(Collected data)
⟨
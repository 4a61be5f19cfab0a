//! TCP/TLS socket carried by the module's own IP stack.
//!
//! Each [`AtSocket`] owns one of the module's numbered socket slots. Commands
//! go through the shared [`AtModem`]; everything the module reports about the
//! slot (open result, send acknowledgements, received data, disconnects)
//! arrives as notifications and is folded into a small state struct guarded
//! by a mutex and a condition variable.
//!
//! ```text
//! +MIPSTATE: <id>,...,"<state>"   slot state, answers AT+MIPSTATE
//! +MIPOPEN: <id>,<result>         0 = connected
//! +MIPSEND: <id>,<len>            one chunk handed to the network
//! +MIPURC: "rtcp",<id>,<len>,<hex> received data
//! +MIPURC: "disconn",<id>,...     peer closed
//! +MIPCLOSE: <id>                 close acknowledged
//! ```

use core::fmt::Write as _;
use core::time::Duration;
use std::sync::{Arc, Condvar, Mutex, MutexGuard, PoisonError};

use tracing::{error, info, warn};

use crate::modem::{
    AtModem, FIFO_OVERFLOW, ListenerHandle, SerialPort, Urc, decode_hex_append, encode_hex_append,
};
use crate::network::Transport;
use crate::network::error::Error;

/// Largest payload per send command; hex doubles it on the wire.
pub const MAX_CHUNK_SIZE: usize = 1460 / 2;

#[derive(Debug, Default)]
struct SocketState {
    connected: bool,
    initialized: bool,
    opened: bool,
    open_result: i64,
    failed: bool,
    disconnected: bool,
    overflow: bool,
    close_pending: bool,
    send_complete: bool,
    rx_buffer: Vec<u8>,
}

impl SocketState {
    fn mark_disconnected(&mut self) {
        self.connected = false;
        self.disconnected = true;
    }
}

#[derive(Debug)]
struct SocketShared {
    id: i64,
    state: Mutex<SocketState>,
    cv: Condvar,
}

impl SocketShared {
    fn lock(&self) -> MutexGuard<'_, SocketState> {
        self.state.lock().unwrap_or_else(PoisonError::into_inner)
    }

    fn wait_until<F>(&self, timeout: Duration, mut ready: F) -> MutexGuard<'_, SocketState>
    where
        F: FnMut(&SocketState) -> bool,
    {
        let state = self.lock();
        self.cv
            .wait_timeout_while(state, timeout, |s| !ready(s))
            .unwrap_or_else(PoisonError::into_inner)
            .0
    }

    fn handle(&self, urc: &Urc) {
        let state = match urc.command.as_str() {
            "MIPOPEN" if urc.len() == 2 && urc.int(0) == Some(self.id) => {
                let mut state = self.lock();
                let result = urc.int(1).unwrap_or(-1);
                state.open_result = result;
                if result == 0 {
                    state.connected = true;
                    state.disconnected = false;
                    state.failed = false;
                    state.opened = true;
                } else {
                    state.connected = false;
                    state.failed = true;
                }
                state
            }
            "MIPCLOSE" if !urc.is_empty() && urc.int(0) == Some(self.id) => {
                let mut state = self.lock();
                state.mark_disconnected();
                state.close_pending = false;
                state
            }
            "MIPSEND" if urc.len() == 2 && urc.int(0) == Some(self.id) => {
                let mut state = self.lock();
                state.send_complete = true;
                state
            }
            "MIPURC" if urc.len() >= 2 && urc.int(1) == Some(self.id) => {
                let mut state = self.lock();
                match urc.str(0) {
                    Some("rtcp") if urc.len() >= 4 => {
                        let data = urc.str(3).unwrap_or_default();
                        decode_hex_append(&mut state.rx_buffer, data.as_bytes());
                    }
                    Some("disconn") => state.mark_disconnected(),
                    other => warn!(socket = self.id, kind = ?other, "unknown MIPURC notification"),
                }
                state
            }
            "MIPSTATE" if urc.len() == 5 && urc.int(0) == Some(self.id) => {
                let mut state = self.lock();
                state.connected = urc.str(4) != Some("INITIAL");
                state.initialized = true;
                state
            }
            FIFO_OVERFLOW => {
                let mut state = self.lock();
                if state.connected {
                    state.close_pending = true;
                }
                state.overflow = true;
                state.failed = true;
                state.mark_disconnected();
                state
            }
            _ => return,
        };
        drop(state);
        self.cv.notify_all();
    }
}

/// A TCP or TLS stream on one of the module's socket slots.
///
/// ```rust,no_run
/// # use libmodem::modem::{AtModem, SerialPort};
/// # use libmodem::network::Transport;
/// # use libmodem::network::transport::AtSocket;
/// # fn demo<S: SerialPort>(modem: &AtModem<S>) -> Result<(), libmodem::Error> {
/// let mut socket = AtSocket::new_tls(modem, 0);
/// socket.connect("example.com", 443)?;
/// socket.send(b"GET / HTTP/1.0\r\n\r\n")?;
/// let mut buf = [0u8; 512];
/// let n = socket.receive(&mut buf)?;
/// # let _ = n;
/// # Ok(())
/// # }
/// ```
pub struct AtSocket<'m, S: SerialPort> {
    modem: &'m AtModem<S>,
    shared: Arc<SocketShared>,
    listener: ListenerHandle,
    tls: bool,
}

impl<S: SerialPort> core::fmt::Debug for AtSocket<'_, S> {
    fn fmt(&self, f: &mut core::fmt::Formatter<'_>) -> core::fmt::Result {
        f.debug_struct("AtSocket")
            .field("id", &self.shared.id)
            .field("tls", &self.tls)
            .field("connected", &self.connected())
            .finish()
    }
}

impl<'m, S: SerialPort> AtSocket<'m, S> {
    /// Plain TCP on socket slot `id`.
    pub fn new(modem: &'m AtModem<S>, id: u8) -> Self {
        Self::with_security(modem, id, false)
    }

    /// TLS on socket slot `id`. Server certificates are not verified.
    pub fn new_tls(modem: &'m AtModem<S>, id: u8) -> Self {
        Self::with_security(modem, id, true)
    }

    fn with_security(modem: &'m AtModem<S>, id: u8, tls: bool) -> Self {
        let shared = Arc::new(SocketShared {
            id: id.into(),
            state: Mutex::new(SocketState::default()),
            cv: Condvar::new(),
        });
        let listener_state = Arc::clone(&shared);
        let listener = modem.register_listener(move |urc: &Urc| listener_state.handle(urc));
        Self {
            modem,
            shared,
            listener,
            tls,
        }
    }

    /// Socket slot this adapter owns.
    pub fn id(&self) -> i64 {
        self.shared.id
    }

    fn timeout(&self) -> Duration {
        self.modem.config().socket_timeout()
    }

    fn fail_send(&self) {
        self.shared.lock().mark_disconnected();
        self.shared.cv.notify_all();
    }
}

impl<S: SerialPort> Transport for AtSocket<'_, S> {
    type Error = Error;

    fn connected(&self) -> bool {
        self.shared.lock().connected
    }

    fn connect(&mut self, host: &str, port: u16) -> Result<(), Error> {
        let id = self.shared.id;
        {
            let mut state = self.shared.lock();
            state.opened = false;
            state.failed = false;
            state.disconnected = false;
            state.overflow = false;
            state.initialized = false;
        }

        let _ = self.modem.command(&format!("AT+MIPSTATE={}", id));
        let initialized = self.shared.wait_until(self.timeout(), |s| s.initialized).initialized;
        if !initialized {
            error!(socket = id, "failed to query socket state");
            return Err(Error::Timeout);
        }

        if self.connected() {
            self.disconnect();
        }

        if self.tls {
            self.modem.command("AT+MSSLCFG=\"auth\",0,0").inspect_err(|_| {
                error!(socket = id, "failed to set SSL configuration");
            })?;
        }
        self.modem
            .command(&format!("AT+MIPCFG=\"ssl\",{},{},0", id, u8::from(self.tls)))
            .inspect_err(|_| error!(socket = id, "failed to set socket security mode"))?;
        self.modem
            .command(&format!("AT+MIPCFG=\"encoding\",{},1,1", id))
            .inspect_err(|_| error!(socket = id, "failed to set hex encoding"))?;

        {
            let mut state = self.shared.lock();
            state.opened = false;
            state.failed = false;
            state.disconnected = false;
            state.rx_buffer.clear();
        }
        self.modem
            .command(&format!("AT+MIPOPEN={},\"TCP\",\"{}\",{},,0", id, host, port))
            .inspect_err(|_| error!(socket = id, host, port, "failed to open socket"))?;

        let state = self.shared.wait_until(self.timeout(), |s| s.opened || s.failed);
        if state.failed {
            error!(socket = id, host, port, result = state.open_result, "failed to connect");
            return Err(Error::ConnectionRefused(state.open_result as i32));
        }
        if !state.opened {
            error!(socket = id, host, port, "timed out connecting");
            return Err(Error::Timeout);
        }
        info!(socket = id, host, port, tls = self.tls, "connected");
        Ok(())
    }

    fn disconnect(&mut self) {
        let needs_close = {
            let mut state = self.shared.lock();
            let needs_close = state.connected || state.close_pending;
            state.mark_disconnected();
            state.close_pending = false;
            needs_close
        };
        self.shared.cv.notify_all();
        if needs_close {
            let _ = self.modem.command(&format!("AT+MIPCLOSE={}", self.shared.id));
        }
    }

    fn send(&mut self, data: &[u8]) -> Result<usize, Error> {
        let id = self.shared.id;
        {
            let state = self.shared.lock();
            if !state.connected {
                return Err(if state.disconnected {
                    Error::ConnectionClosed
                } else {
                    Error::NotConnected
                });
            }
        }

        let mut command = String::with_capacity(32 + MAX_CHUNK_SIZE * 2);
        let mut total_sent = 0;
        while total_sent < data.len() {
            let chunk = &data[total_sent..data.len().min(total_sent + MAX_CHUNK_SIZE)];

            command.clear();
            let _ = write!(command, "AT+MIPSEND={},{},", id, chunk.len());
            encode_hex_append(&mut command, chunk);

            self.shared.lock().send_complete = false;
            if let Err(e) = self.modem.command(&command) {
                error!(socket = id, offset = total_sent, "failed to send chunk");
                self.fail_send();
                return Err(e);
            }

            let mut state = self.shared.wait_until(self.timeout(), |s| s.send_complete);
            if !state.send_complete {
                drop(state);
                error!(socket = id, offset = total_sent, "no send acknowledgement");
                self.fail_send();
                return Err(Error::Timeout);
            }
            state.send_complete = false;
            drop(state);

            total_sent += chunk.len();
        }
        Ok(total_sent)
    }

    fn receive(&mut self, buf: &mut [u8]) -> Result<usize, Error> {
        if buf.is_empty() {
            return Ok(0);
        }
        let state = self.shared.lock();
        let mut state = self
            .shared
            .cv
            .wait_while(state, |s| s.rx_buffer.is_empty() && s.connected && !s.disconnected)
            .unwrap_or_else(PoisonError::into_inner);
        if state.rx_buffer.is_empty() {
            return if state.overflow {
                Err(Error::Overflow)
            } else {
                Ok(0)
            };
        }
        let length = buf.len().min(state.rx_buffer.len());
        buf[..length].copy_from_slice(&state.rx_buffer[..length]);
        state.rx_buffer.drain(..length);
        Ok(length)
    }
}

impl<S: SerialPort> Drop for AtSocket<'_, S> {
    fn drop(&mut self) {
        self.disconnect();
        self.modem.unregister_listener(self.listener);
    }
}
use crate::config::Config;
use crate::network::error::Error;

pub mod hex;
pub mod listener;
pub mod parser;

pub use hex::{decode_hex, decode_hex_append, encode_hex, encode_hex_append};
pub use listener::{ListenerHandle, ListenerRegistry, UrcHandler};
pub use parser::{AtArgument, Line, Urc};

/// Name of the synthetic notification broadcast when the serial driver
/// reports a receive FIFO overflow. It carries no arguments.
pub const FIFO_OVERFLOW: &str = "FIFO_OVERFLOW";

/// Rates tried by [`AtModem::detect_baud_rate`], most likely first.
pub const BAUD_RATES: [u32; 8] = [115_200, 921_600, 460_800, 230_400, 57_600, 38_400, 19_200, 9_600];

/// `CEREG` registration code meaning the network refused us.
pub const REGISTRATION_DENIED: i64 = 3;

const BAUD_PROBE_TIMEOUT: Duration = Duration::from_millis(20);
const BAUD_RETRY_DELAY: Duration = Duration::from_secs(1);
const TASK_POLL_INTERVAL: Duration = Duration::from_millis(100);
const LOG_TRUNCATE: usize = 64;

/// Events surfaced by the serial driver.
#[derive(Debug, Clone, Copy, PartialEq, Eq)]
pub enum SerialEvent {
    /// New bytes are waiting in the driver's receive buffer.
    Data,
    /// A line break was detected.
    Break,
    /// The driver's ring buffer is full.
    BufferFull,
    /// The hardware FIFO overflowed and bytes were lost.
    FifoOverflow,
    /// Anything else the driver wants to report.
    Other,
}

/// The byte-stream contract the engine needs from a serial driver.
///
/// Methods take `&self`: the driver is shared between the caller issuing a
/// command and the two background tasks, so it must synchronise internally
/// (UART drivers usually do). Changing the rate must not discard bytes that
/// are already buffered.
pub trait SerialPort: Send + Sync + 'static {
    /// Associated error type
    type Error: core::fmt::Debug;
    /// Queue `data` for transmission, returning how many bytes were taken.
    fn write(&self, data: &[u8]) -> Result<usize, Self::Error>;
    /// Copy up to `buf.len()` already received bytes without blocking.
    fn read_available(&self, buf: &mut [u8]) -> Result<usize, Self::Error>;
    /// Block until the driver has something to report, or `timeout` elapses.
    fn wait_event(&self, timeout: Duration) -> Option<SerialEvent>;
    /// Reconfigure the line rate.
    fn set_baud_rate(&self, baud_rate: u32) -> Result<(), Self::Error>;
}

/// SIM PIN state as reported by `+CPIN`.
#[derive(Debug, Clone, Copy, PartialEq, Eq, Default)]
pub enum PinState {
    /// Nothing reported yet.
    #[default]
    Unknown,
    /// `READY`.
    Ready,
    /// Anything else, e.g. `SIM PIN`.
    NotReady,
}
//! Hex coding for binary payloads on the text-only command channel.
//!
//! Every byte that crosses the serial link inside a command or a notification
//! (HTTP bodies, MQTT payloads, socket data) travels as two upper-case ASCII
//! hex digits. Decoding is lenient: an invalid digit decodes as zero and a
//! trailing odd nibble is dropped, because the modem is not allowed to crash us.

const HEX_CHARS: &[u8; 16] = b"0123456789ABCDEF";

fn nibble(c: u8) -> u8 {
    match c {
        b'0'..=b'9' => c - b'0',
        b'A'..=b'F' => c - b'A' + 10,
        b'a'..=b'f' => c - b'a' + 10,
        _ => 0,
    }
}

/// Append the hex encoding of `data` to `dest`.
pub fn encode_hex_append(dest: &mut String, data: &[u8]) {
    dest.reserve(data.len() * 2);
    for &byte in data {
        dest.push(HEX_CHARS[(byte >> 4) as usize] as char);
        dest.push(HEX_CHARS[(byte & 0x0F) as usize] as char);
    }
}

/// Append the bytes encoded by the hex text `data` to `dest`.
pub fn decode_hex_append(dest: &mut Vec<u8>, data: &[u8]) {
    dest.reserve(data.len() / 2);
    for pair in data.chunks_exact(2) {
        dest.push((nibble(pair[0]) << 4) | nibble(pair[1]));
    }
}

/// Encode `data` as upper-case hex. The result is always `2 * data.len()` long.
pub fn encode_hex(data: &[u8]) -> String {
    let mut encoded = String::new();
    encode_hex_append(&mut encoded, data);
    encoded
}

/// Decode hex text into bytes.
pub fn decode_hex(data: &str) -> Vec<u8> {
    let mut decoded = Vec::new();
    decode_hex_append(&mut decoded, data.as_bytes());
    decoded
}
use super::utils::print_json;
use super::{PageArgs, UserCommands};
use lastfm_api::{
    AsyncPaginatedIterator, DateRange, LastFmClient, Period, RecentTracksParams, UserPageParams,
    UserTopParams, WeeklyChartParams,
};

fn top_params(user: String, period: Option<Period>, paging: PageArgs) -> UserTopParams {
    UserTopParams {
        period,
        page: paging.page,
        limit: paging.limit,
        ..UserTopParams::new(user)
    }
}

fn page_params(user: String, paging: PageArgs) -> UserPageParams {
    UserPageParams {
        page: paging.page,
        limit: paging.limit,
        ..UserPageParams::new(user)
    }
}

fn weekly_params(user: String, from: Option<u64>, to: Option<u64>) -> WeeklyChartParams {
    let params = WeeklyChartParams::new(user);
    match (from, to) {
        (Some(from), Some(to)) => params.with_range(DateRange { from, to }),
        _ => params,
    }
}

pub async fn handle_user(
    client: &LastFmClient,
    command: UserCommands,
    compact: bool,
) -> Result<(), Box<dyn std::error::Error>> {
    match command {
        UserCommands::Info { user } => print_json(&client.user_info(&user).await?, compact),
        UserCommands::Session { sk } => {
            print_json(&client.user_info_by_session(&sk).await?, compact)
        }
        UserCommands::Recent {
            user,
            extended,
            all,
            max,
            from,
            to,
            paging,
        } => {
            let params = RecentTracksParams {
                from,
                to,
                page: paging.page,
                limit: paging.limit,
                ..RecentTracksParams::new(user)
            };

            if all {
                let mut tracks = client.recent_tracks(params);
                let collected = tracks.take(max).await?;
                log::debug!(
                    "Collected {} scrobbles over {} page(s)",
                    collected.len(),
                    tracks.current_page()
                );
                print_json(&collected, compact)
            } else if extended {
                print_json(&client.user_extended_recent_tracks(&params).await?, compact)
            } else {
                print_json(&client.user_recent_tracks(&params).await?, compact)
            }
        }
        UserCommands::TopTracks {
            user,
            period,
            paging,
        } => {
            let page = client.user_top_tracks(&top_params(user, period, paging)).await?;
            print_json(&page, compact)
        }
        UserCommands::TopArtists {
            user,
            period,
            paging,
        } => {
            let page = client.user_top_artists(&top_params(user, period, paging)).await?;
            print_json(&page, compact)
        }
        UserCommands::TopAlbums {
            user,
            period,
            paging,
        } => {
            let page = client.user_top_albums(&top_params(user, period, paging)).await?;
            print_json(&page, compact)
        }
        UserCommands::Loved { user, paging } => {
            let page = client.user_loved_tracks(&page_params(user, paging)).await?;
            print_json(&page, compact)
        }
        UserCommands::Friends { user, paging } => {
            let page = client.user_friends(&page_params(user, paging)).await?;
            print_json(&page, compact)
        }
        UserCommands::WeeklyTracks { user, from, to } => {
            let chart = client
                .user_weekly_track_chart(&weekly_params(user, from, to))
                .await?;
            print_json(&chart, compact)
        }
        UserCommands::WeeklyArtists { user, from, to } => {
            let chart = client
                .user_weekly_artist_chart(&weekly_params(user, from, to))
                .await?;
            print_json(&chart, compact)
        }
        UserCommands::WeeklyAlbums { user, from, to } => {
            let chart = client
                .user_weekly_album_chart(&weekly_params(user, from, to))
                .await?;
            print_json(&chart, compact)
        }
        UserCommands::WeeklyChartList { user } => {
            print_json(&client.user_weekly_chart_list(&user).await?, compact)
        }
    }
}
⟩
§ **Problem details**
Please give the number of lines in the data above where the word "MIPCFG" appears, and nothing besides.

§ **Solution for this problem**
2